GitHub - Nerdward/batch_gh_archive: Data Engineering Project with Terraform, Spark, AWS, Docker, Airflow and other tools

Problem statement

The Research and Development Team of Github want to know what time of the day they get more traffic and what resources are not popular enough. They will send details to the Marketing Team.

You have been hired to give insights on Github Developer activity for June 2022.
Here are some visualizations you need to produce:
- Traffic per hour
- Events popularity chart.

About the Dataset

GitHub Archive is a project to record the public GitHub timeline, archive it, and make it easily accessible for further analysis

Architecture

Create a dashboard

Data Pipeline

The pipeline could be stream or batch: this is the first thing you'll need to decide

If you want to run things periodically (e.g. hourly/daily), go with batch

Technologies / Tools

Containerisation: Docker
Cloud: AWS
Infrastructure as code (IaC): Terraform
Workflow orchestration: Airflow
Data Wareshouse: Redshift
Batch processing: EMR
Visualisation: Google Data Studio

About the Project

Github Archive data is ingested daily into the AWS S3 buckets from 1st of May.
A Spark job is run on the data stored in the S3 bucket using AWS ElasticMapReduce (EMR)
The results are written to a table defined in Redshift.
A dashboard is created from the Redshift tables.

Dashboard

Reproducibility

Prerequisites.

AWS Platform Account

Create an AWS account if you do not have one. AWS offers free tier for some services like S3, Redshift.

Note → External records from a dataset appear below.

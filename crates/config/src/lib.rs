//! Overworld Configuration Module
//!
//! This module provides the constants and configuration types shared by the
//! script engine crates.

use serde::{Deserialize, Serialize};
use std::fmt;
use std::path::Path;
use std::str::FromStr;
use thiserror::Error;

/// Maximum number of saved return addresses on a context call stack.
pub const STACK_CAPACITY: usize = 20;
/// Number of general purpose variable banks per context.
pub const BANK_COUNT: usize = 4;
/// Bank used to hand a pointer-sized payload (e.g. a message offset) to a command.
pub const MESSAGE_BANK: usize = 0;
/// Instruction budget for a single tick under [`DispatchPolicy::UntilSuspend`].
pub const DEFAULT_MAX_INSTRUCTIONS_PER_TICK: usize = 1024;

/// Errors raised while loading or validating configuration.
#[derive(Debug, Error)]
pub enum ConfigError {
    #[error("failed to read config file {path}: {source}")]
    Io {
        path: String,
        #[source]
        source: std::io::Error,
    },

    #[error("failed to parse config: {0}")]
    Parse(#[from] toml::de::Error),

    #[error("failed to serialize config: {0}")]
    Serialize(#[from] toml::ser::Error),

    #[error("invalid config value for `{field}`: {reason}")]
    Invalid { field: &'static str, reason: String },
}

/// How many instructions a context may dispatch per host tick.
#[derive(Debug, Clone, Copy, PartialEq, Eq, Hash, Serialize, Deserialize, Default)]
#[serde(rename_all = "kebab-case")]
pub enum DispatchPolicy {
    /// Exactly one opcode per `step()`.
    #[default]
    SingleInstruction,
    /// Keep dispatching inside one `step()` until a command suspends, the
    /// script ends or leaves normal mode, or the per-tick budget runs out.
    UntilSuspend,
}

impl fmt::Display for DispatchPolicy {
    fn fmt(&self, f: &mut fmt::Formatter<'_>) -> fmt::Result {
        match self {
            DispatchPolicy::SingleInstruction => write!(f, "single-instruction"),
            DispatchPolicy::UntilSuspend => write!(f, "until-suspend"),
        }
    }
}

impl FromStr for DispatchPolicy {
    type Err = String;

    fn from_str(s: &str) -> Result<Self, Self::Err> {
        match s.to_lowercase().as_str() {
            "single" | "single-instruction" | "step" => Ok(DispatchPolicy::SingleInstruction),
            "until-suspend" | "until_suspend" | "run" => Ok(DispatchPolicy::UntilSuspend),
            _ => Err(format!("Unknown dispatch policy: {}", s)),
        }
    }
}

/// Per-context engine settings.
#[derive(Debug, Clone, PartialEq, Eq, Serialize, Deserialize)]
#[serde(default)]
pub struct ContextConfig {
    /// Whether the context accepts `start()` right after construction.
    pub enabled: bool,
    pub dispatch: DispatchPolicy,
    pub max_instructions_per_tick: usize,
}

impl Default for ContextConfig {
    fn default() -> Self {
        Self {
            enabled: true,
            dispatch: DispatchPolicy::default(),
            max_instructions_per_tick: DEFAULT_MAX_INSTRUCTIONS_PER_TICK,
        }
    }
}

impl ContextConfig {
    fn validate(&self, field: &'static str) -> Result<(), ConfigError> {
        if self.max_instructions_per_tick == 0 {
            return Err(ConfigError::Invalid {
                field,
                reason: "max_instructions_per_tick must be at least 1".to_string(),
            });
        }
        Ok(())
    }
}

/// Engine configuration for the host run loop.
#[derive(Debug, Clone, PartialEq, Eq, Serialize, Deserialize, Default)]
#[serde(default)]
pub struct EngineConfig {
    /// Context running regular (NPC, signpost, item) scripts.
    pub primary: ContextConfig,
    /// Context running level and cutscene scripts.
    pub level: ContextConfig,
}

impl EngineConfig {
    /// Parses a TOML document and validates it.
    pub fn from_toml_str(source: &str) -> Result<Self, ConfigError> {
        let config: EngineConfig = toml::from_str(source)?;
        config.validate()?;
        Ok(config)
    }

    /// Loads and validates a TOML configuration file.
    pub fn load(path: impl AsRef<Path>) -> Result<Self, ConfigError> {
        let path = path.as_ref();
        let source = std::fs::read_to_string(path).map_err(|source| ConfigError::Io {
            path: path.display().to_string(),
            source,
        })?;
        Self::from_toml_str(&source)
    }

    /// Renders the configuration as TOML.
    pub fn to_toml_string(&self) -> Result<String, ConfigError> {
        Ok(toml::to_string_pretty(self)?)
    }

    pub fn validate(&self) -> Result<(), ConfigError> {
        self.primary.validate("primary.max_instructions_per_tick")?;
        self.level.validate("level.max_instructions_per_tick")?;
        Ok(())
    }
}
use crate::models::ConversationTurn;
use serde::Serialize;

/// Append-only chat history. Turns are never removed or reordered.
#[derive(Debug, Clone, Default, PartialEq, Eq, Serialize)]
#[serde(transparent)]
pub struct ConversationLog {
    turns: Vec<ConversationTurn>,
}

impl ConversationLog {
    pub fn new() -> Self {
        Self::default()
    }

    pub fn append(&self, turn: ConversationTurn) -> ConversationLog {
        let mut next = self.clone();
        next.push(turn);
        next
    }

    pub fn push(&mut self, turn: ConversationTurn) {
        self.turns.push(turn);
    }

    pub fn all(&self) -> &[ConversationTurn] {
        &self.turns
    }

    pub fn last(&self) -> Option<&ConversationTurn> {
        self.turns.last()
    }

    pub fn len(&self) -> usize {
        self.turns.len()
    }

    pub fn is_empty(&self) -> bool {
        self.turns.is_empty()
    }

    /// The most recent `max_turns` turns; `0` means the whole log.
    pub fn window(&self, max_turns: usize) -> &[ConversationTurn] {
        if max_turns == 0 || max_turns >= self.turns.len() {
            &self.turns
        } else {
            &self.turns[self.turns.len() - max_turns..]
        }
    }
}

Create an IAM user (optional but advised)

Open the IAM console here
In the navigation pane, choose Users and then choose Add users. More information here
Select Programmatic access, For console password, create custom password.
On the Set permissions page, Attach AdministratorAccess policy.
Download credentials.csv file with login information and store it in ${HOME}/.aws/credentials.csv

Pre-Infrastructure Setup

Terraform is used to setup most of the services used for this project i.e S3 buckets, Redshift cluster. This section contains step to setup these aspects of the project.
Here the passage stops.